# Required action
Copy verbatim the block of lines in the entries below whose first line contains "impl Default for" and whose last line contains "searches is fully". Leave out all other lines.

"""

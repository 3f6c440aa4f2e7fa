/// Parameters of a generated maze.
#[derive(Debug, Clone, PartialEq)]
#[cfg_attr(feature = "serde", derive(serde::Serialize, serde::Deserialize))]
#[cfg_attr(feature = "serde", serde(default))]
pub struct GenConfig {
    /// Number of rows.
    pub rows: usize,
    /// Number of columns.
    pub cols: usize,
    /// Fraction of cells turned into walls, in `[0, 1]`.
    pub wall_ratio: f64,
    /// Fraction of cells given a cost of 3 to 5, in `[0, 1]`. Limited by
    /// the open cells left after walls are placed.
    pub weighted_ratio: f64,
    /// Retry until the start and goal are connected.
    pub require_path: bool,
    /// Attempts before giving up when `require_path` is set.
    pub max_attempts: usize,
}

impl Default for GenConfig {
    fn default() -> Self {
        Self {
            rows: 15,
            cols: 25,
            wall_ratio: 0.25,
            weighted_ratio: 0.6,
            require_path: false,
            max_attempts: 100,
        }
    }
}

impl GenConfig {
    /// Default config with the given size.
    pub fn with_size(rows: usize, cols: usize) -> Self {
        Self {
            rows,
            cols,
            ..Self::default()
        }
    }
}

#[cfg(all(test, feature = "serde"))]
mod serde_tests {
    use super::*;

    #[test]
    fn partial_json_uses_defaults() {
        let c: GenConfig = serde_json::from_str(r#"{"rows": 8, "require_path": true}"#).unwrap();
        assert_eq!(c.rows, 8);
        assert_eq!(c.cols, 25);
        assert!(c.require_path);
        assert_eq!(c.max_attempts, 100);
    }
}
//! Frontier structures: FIFO queue, LIFO stack and a stable priority queue.
//!
//! The priority queue is a min-heap keyed by `(priority, insertion_order)`:
//! lower priorities are popped first and ties are broken by insertion
//! order, so the exploration order of the cost-driven searches is fully
//! deterministic.

use std::cmp::Reverse;
use std::collections::{BinaryHeap, VecDeque};

/// An unprioritised frontier: the order of `pop` is fixed by the
/// implementation.
pub trait Frontier<T> {
    /// Add an item.
    fn push(&mut self, item: T);

    /// Remove the next item, or `None` when empty.
    fn pop(&mut self) -> Option<T>;

    /// Number of items waiting.
    fn len(&self) -> usize;

    /// Whether no items are waiting.
    fn is_empty(&self) -> bool {
        self.len() == 0
    }
}

/// First in, first out.
#[derive(Debug, Clone)]
pub struct Fifo<T> {
    items: VecDeque<T>,
}

impl<T> Fifo<T> {
    /// Create an empty queue.
    pub fn new() -> Self {
        Self {
            items: VecDeque::new(),
        }
    }
}

impl<T> Default for Fifo<T> {
    fn default() -> Self {
        Self::new()
    }
}

impl<T> Frontier<T> for Fifo<T> {
    fn push(&mut self, item: T) {
        self.items.push_back(item);
    }

    fn pop(&mut self) -> Option<T> {
        self.items.pop_front()
    }

    fn len(&self) -> usize {
        self.items.len()
    }
}

/// Last in, first out.
#[derive(Debug, Clone)]
pub struct Lifo<T> {
    items: Vec<T>,
}

impl<T> Lifo<T> {
    /// Create an empty stack.
    pub fn new() -> Self {
        Self { items: Vec::new() }
    }
}

impl<T> Default for Lifo<T> {
    fn default() -> Self {
        Self::new()
    }
}

impl<T> Frontier<T> for Lifo<T> {
    fn push(&mut self, item: T) {
        self.items.push(item);
    }

    fn pop(&mut self) -> Option<T> {
        self.items.pop()
    }

    fn len(&self) -> usize {
        self.items.len()
    }
}

/// An entry in the priority frontier.
#[derive(Debug)]
struct Entry<T> {
    item: T,
    priority: i32,
    /// Monotonically increasing counter used to break ties.
    /// Lower = inserted earlier = popped first.
    seq: u64,
}

impl<T> PartialEq for Entry<T> {
    fn eq(&self, other: &Self) -> bool {
        self.priority == other.priority && self.seq == other.seq
    }
}

impl<T> Eq for Entry<T> {}

impl<T> PartialOrd for Entry<T> {
    fn partial_cmp(&self, other: &Self) -> Option<std::cmp::Ordering> {
        Some(self.cmp(other))
    }
}

impl<T> Ord for Entry<T> {
    fn cmp(&self, other: &Self) -> std::cmp::Ordering {
        // Wrapped in Reverse for the BinaryHeap, so this is the natural
        // order: smaller priority first, then smaller seq.
        self.priority
            .cmp(&other.priority)
            .then_with(|| self.seq.cmp(&other.seq))
    }
}

/// A min-priority frontier with stable (FIFO) tie-breaking.
///
/// The same item may be pushed several times with different priorities;
/// callers that need "decrease-key" semantics skip stale entries on pop.
#[derive(Debug)]
pub struct PriorityFrontier<T> {
    heap: BinaryHeap<Reverse<Entry<T>>>,
    seq: u64,
}

impl<T> PriorityFrontier<T> {
    /// Create an empty frontier.
    pub fn new() -> Self {
        Self {
            heap: BinaryHeap::new(),
            seq: 0,
        }
    }

    /// Push an item at the given priority.
    pub fn push(&mut self, item: T, priority: i32) {
        let seq = self.seq;
        self.seq += 1;
        self.heap.push(Reverse(Entry {
            item,
            priority,
            seq,
        }));
    }

    /// Pop the item with the lowest priority (ties broken FIFO).
    pub fn pop(&mut self) -> Option<T> {
        self.heap.pop().map(|Reverse(entry)| entry.item)
    }

    /// Pop the item with the lowest priority, also returning the priority.
    pub fn pop_with_priority(&mut self) -> Option<(T, i32)> {
        self.heap
            .pop()
            .map(|Reverse(entry)| (entry.item, entry.priority))
    }

    /// Number of entries, stale ones included.
    pub fn len(&self) -> usize {
        self.heap.len()
    }

    /// Whether the frontier is empty.
    pub fn is_empty(&self) -> bool {
        self.heap.is_empty()
    }
}

impl<T> Default for PriorityFrontier<T> {
    fn default() -> Self {
        Self::new()
    }
}
//! The `mazewalk` command: generate or load a maze, run a search strategy
//! on it, and animate the recorded trace in the terminal.

pub mod logging;

use std::fs;
use std::io::{self, BufWriter, Write};
use std::path::{Path as FsPath, PathBuf};
use std::time::Duration;

use clap::Parser;
use rand::Rng;
use serde::Serialize;

use mazewalk_core::{Context, Maze, MazeError, Point};
use mazewalk_gen::{GenConfig, MazeGen};
use mazewalk_paths::{
    Outcome, Runner, SearchConfig, SearchError, Step, StepCost, Strategy, Trace, dijkstra_map,
};
use mazewalk_term::{TermConfig, TerminalSink};

/// Command-line options.
#[derive(Debug, Clone, Parser)]
#[command(name = "mazewalk", version, about = "Watch grid search strategies explore a maze")]
pub struct Args {
    /// Search strategy: bfs, dfs, dijkstra, ucs, astar or bidirectional.
    #[arg(short, long, default_value = "astar")]
    pub algo: Strategy,

    /// Rows of a generated maze.
    #[arg(long, default_value_t = 15)]
    pub rows: usize,

    /// Columns of a generated maze.
    #[arg(long, default_value_t = 25)]
    pub cols: usize,

    /// Fraction of wall cells in a generated maze.
    #[arg(long, default_value_t = 0.25)]
    pub walls: f64,

    /// Fraction of cost 3-5 cells in a generated maze.
    #[arg(long, default_value_t = 0.6)]
    pub weighted: f64,

    /// Seed for maze generation; random when omitted.
    #[arg(long)]
    pub seed: Option<u64>,

    /// Pause between animated search events, in milliseconds.
    #[arg(long, default_value_t = 50)]
    pub delay_ms: u64,

    /// A* counts every step as 1 instead of the entered cell's cost.
    #[arg(long)]
    pub unit_astar: bool,

    /// Only generate mazes where the goal is reachable.
    #[arg(long)]
    pub connected: bool,

    /// Load the maze from a file instead of generating one.
    #[arg(long)]
    pub maze: Option<PathBuf>,

    /// The maze file holds numeric codes (0 wall, 1 start, 2 goal, 3-5
    /// cost) instead of the text format.
    #[arg(long, requires = "maze")]
    pub codes: bool,

    /// Write the maze, outcome and event trace as JSON to this file.
    #[arg(long)]
    pub trace_json: Option<PathBuf>,

    /// Print the result without animating.
    #[arg(long)]
    pub no_animate: bool,

    /// Run every strategy and print a comparison table.
    #[arg(long, conflicts_with = "trace_json")]
    pub compare: bool,

    /// Log level, used when RUST_LOG is unset.
    #[arg(long, default_value = "warn")]
    pub log: String,

    /// Write logs to a file in this directory instead of stderr.
    #[arg(long)]
    pub log_dir: Option<PathBuf>,
}

impl Args {
    /// Generator settings from the flags.
    pub fn gen_config(&self) -> GenConfig {
        GenConfig {
            rows: self.rows,
            cols: self.cols,
            wall_ratio: self.walls,
            weighted_ratio: self.weighted,
            require_path: self.connected,
            ..GenConfig::default()
        }
    }

    /// Search settings from the flags.
    pub fn search_config(&self) -> SearchConfig {
        let step = if self.unit_astar {
            StepCost::Unit
        } else {
            StepCost::Weighted
        };
        SearchConfig::default().with_astar_step(step)
    }

    /// Animation settings from the flags.
    pub fn term_config(&self) -> TermConfig {
        TermConfig::default().with_delay(Duration::from_millis(self.delay_ms))
    }
}

/// Parse maze text, either in the text format or as rows of numeric codes
/// separated by commas or whitespace.
pub fn parse_maze(text: &str, codes: bool) -> Result<Maze, MazeError> {
    if !codes {
        return Maze::parse(text);
    }
    let rows = text
        .lines()
        .map(str::trim)
        .filter(|l| !l.is_empty())
        .enumerate()
        .map(|(row, line)| {
            line.split(|c: char| c == ',' || c.is_whitespace())
                .filter(|s| !s.is_empty())
                .enumerate()
                .map(|(col, s)| {
                    s.parse::<i32>()
                        .map_err(|_| MazeError::BadCode {
                            text: s.to_string(),
                            pos: Point::new(row as i32, col as i32),
                        })
                })
                .collect::<Result<Vec<i32>, _>>()
        })
        .collect::<Result<Vec<_>, _>>()?;
    Maze::from_codes(&rows)
}

fn load_maze(path: &FsPath, codes: bool) -> Result<Maze, Box<dyn std::error::Error>> {
    let text = fs::read_to_string(path)?;
    let maze = parse_maze(&text, codes)?;
    log::info!("loaded {}x{} maze from {}", maze.rows(), maze.cols(), path.display());
    Ok(maze)
}

/// The maze to search: loaded from `--maze` or generated.
pub fn build_maze(args: &Args) -> Result<Maze, Box<dyn std::error::Error>> {
    if let Some(path) = &args.maze {
        return load_maze(path, args.codes);
    }
    let seed = args.seed.unwrap_or_else(|| rand::rng().random());
    log::info!("generating maze with seed {seed}");
    Ok(MazeGen::seeded(seed).generate(&args.gen_config())?)
}

/// What one strategy did on one maze.
#[derive(Debug, Clone, PartialEq, Eq)]
pub struct RunStats {
    pub strategy: Strategy,
    pub path_len: Option<usize>,
    pub path_cost: Option<i32>,
    pub visited: usize,
    pub enqueued: usize,
    pub steps: usize,
}

impl RunStats {
    fn new(strategy: Strategy, maze: &Maze, outcome: &Outcome, trace: &Trace, steps: usize) -> Self {
        Self {
            strategy,
            path_len: outcome.path().map(|p| p.len()),
            path_cost: outcome.path().map(|p| p.cost(maze)),
            visited: trace.visited().count(),
            enqueued: trace.enqueued().count(),
            steps,
        }
    }
}

/// Run `strategy` to completion, recording its events.
pub fn record(
    strategy: Strategy,
    maze: &Maze,
    config: &SearchConfig,
    ctx: &Context,
) -> Result<(Outcome, Trace, RunStats), SearchError> {
    let mut trace = Trace::new();
    let mut runner = Runner::new(strategy, maze, maze.start(), maze.goal(), config, ctx.clone());
    let outcome = loop {
        if let Step::Done(outcome) = runner.step(&mut trace)? {
            break outcome;
        }
    };
    let stats = RunStats::new(strategy, maze, &outcome, &trace, runner.steps());
    Ok((outcome, trace, stats))
}

/// One-line description of a run, with the cheapest possible cost for
/// reference.
pub fn summary(maze: &Maze, stats: &RunStats) -> String {
    let best = dijkstra_map(maze, maze.bounds(), &[maze.start()]).get(maze.goal());
    match (stats.path_len, stats.path_cost) {
        (Some(len), Some(cost)) => format!(
            "{}: path of {len} cells, cost {cost} (cheapest {}), {} visited, {} steps",
            stats.strategy.label(),
            best.map_or_else(|| "-".to_string(), |b| b.to_string()),
            stats.visited,
            stats.steps
        ),
        _ => format!(
            "{}: no path, {} visited, {} steps",
            stats.strategy.label(),
            stats.visited,
            stats.steps
        ),
    }
}

/// Comparison table of every strategy on `maze`.
pub fn compare(maze: &Maze, config: &SearchConfig) -> Result<String, SearchError> {
    let mut out = format!(
        "{:<14} {:>6} {:>6} {:>8} {:>8} {:>6}\n",
        "strategy", "cells", "cost", "visited", "enqueued", "steps"
    );
    for s in Strategy::ALL {
        let (_, _, stats) = record(s, maze, config, &Context::new())?;
        let dash = || "-".to_string();
        out.push_str(&format!(
            "{:<14} {:>6} {:>6} {:>8} {:>8} {:>6}\n",
            s.name(),
            stats.path_len.map_or_else(dash, |v| v.to_string()),
            stats.path_cost.map_or_else(dash, |v| v.to_string()),
            stats.visited,
            stats.enqueued,
            stats.steps
        ));
    }
    Ok(out)
}

#[derive(Serialize)]
struct Report<'a> {
    strategy: Strategy,
    config: &'a SearchConfig,
    maze: &'a Maze,
    outcome: &'a Outcome,
    trace: &'a Trace,
}

fn write_report(
    path: &FsPath,
    strategy: Strategy,
    config: &SearchConfig,
    maze: &Maze,
    outcome: &Outcome,
    trace: &Trace,
) -> Result<(), Box<dyn std::error::Error>> {
    let mut w = BufWriter::new(fs::File::create(path)?);
    let report = Report {
        strategy,
        config,
        maze,
        outcome,
        trace,
    };
    serde_json::to_writer_pretty(&mut w, &report)?;
    w.flush()?;
    log::info!("wrote {} events to {}", trace.len(), path.display());
    Ok(())
}

/// Replay `trace` into the terminal. Returns whether the replay ran to the
/// end.
fn animate(maze: &Maze, trace: &Trace, args: &Args, status: &str) -> Result<bool, Box<dyn std::error::Error>> {
    let ctx = Context::new();
    let mut sink = TerminalSink::stdout(maze, args.term_config(), ctx.clone());
    sink.init()?;
    sink.status(&format!("{}  (q to stop)", args.algo.label()))?;
    let finished = match trace.replay(&mut sink, &ctx) {
        Ok(()) => true,
        Err(SearchError::Cancelled) => false,
        Err(err) => {
            sink.close();
            return Err(err.into());
        }
    };
    if let Some(err) = sink.take_error() {
        sink.close();
        return Err(err.into());
    }
    if finished {
        sink.status(&format!("{status}  (any key to exit)"))?;
        sink.wait_key()?;
    }
    sink.close();
    Ok(finished)
}

/// Run the command.
pub fn run(args: &Args) -> Result<(), Box<dyn std::error::Error>> {
    let maze = build_maze(args)?;
    let config = args.search_config();

    if args.compare {
        print!("{maze}\n\n{}", compare(&maze, &config)?);
        return Ok(());
    }

    // The search runs to completion first; the animation only replays it.
    let (outcome, trace, stats) = record(args.algo, &maze, &config, &Context::new())?;
    let line = summary(&maze, &stats);

    if let Some(path) = &args.trace_json {
        write_report(path, args.algo, &config, &maze, &outcome, &trace)?;
    }

    if args.no_animate {
        let mut out = io::stdout().lock();
        writeln!(out, "{maze}\n")?;
        writeln!(out, "{line}")?;
        if let Some(path) = outcome.path() {
            let cells: Vec<String> = path.iter().map(ToString::to_string).collect();
            writeln!(out, "{}", cells.join(" "))?;
        }
        return Ok(());
    }

    if !animate(&maze, &trace, args, &line)? {
        println!("stopped");
        return Ok(());
    }
    println!("{line}");
    Ok(())
}
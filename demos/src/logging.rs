//! Logger setup for the `mazewalk` binary.

use flexi_logger::{FileSpec, Logger, LoggerHandle};

use crate::Args;

/// Start `flexi_logger` from `RUST_LOG`, falling back to `--log`. Output
/// goes to stderr, or to a file under `--log-dir` so it does not disturb
/// the animation.
///
/// The returned handle must be kept alive for the whole run.
pub fn init(args: &Args) -> Result<LoggerHandle, Box<dyn std::error::Error>> {
    let mut logger = Logger::try_with_env_or_str(&args.log)?;
    if let Some(dir) = &args.log_dir {
        logger = logger.log_to_file(FileSpec::default().directory(dir));
    }
    let handle = logger.start()?;
    log::debug!("logging at {}", args.log);
    Ok(handle)
}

"""

# Reply to the exercise
impl Default for GenConfig {
    fn default() -> Self {
        Self {
            rows: 15,
            cols: 25,
            wall_ratio: 0.25,
            weighted_ratio: 0.6,
            require_path: false,
            max_attempts: 100,
        }
    }
}

impl GenConfig {
    /// Default config with the given size.
    pub fn with_size(rows: usize, cols: usize) -> Self {
        Self {
            rows,
            cols,
            ..Self::default()
        }
    }
}

#[cfg(all(test, feature = "serde"))]
mod serde_tests {
    use super::*;

    #[test]
    fn partial_json_uses_defaults() {
        let c: GenConfig = serde_json::from_str(r#"{"rows": 8, "require_path": true}"#).unwrap();
        assert_eq!(c.rows, 8);
        assert_eq!(c.cols, 25);
        assert!(c.require_path);
        assert_eq!(c.max_attempts, 100);
    }
}
//! Frontier structures: FIFO queue, LIFO stack and a stable priority queue.
//!
//! The priority queue is a min-heap keyed by `(priority, insertion_order)`:
//! lower priorities are popped first and ties are broken by insertion
//! order, so the exploration order of the cost-driven searches is fully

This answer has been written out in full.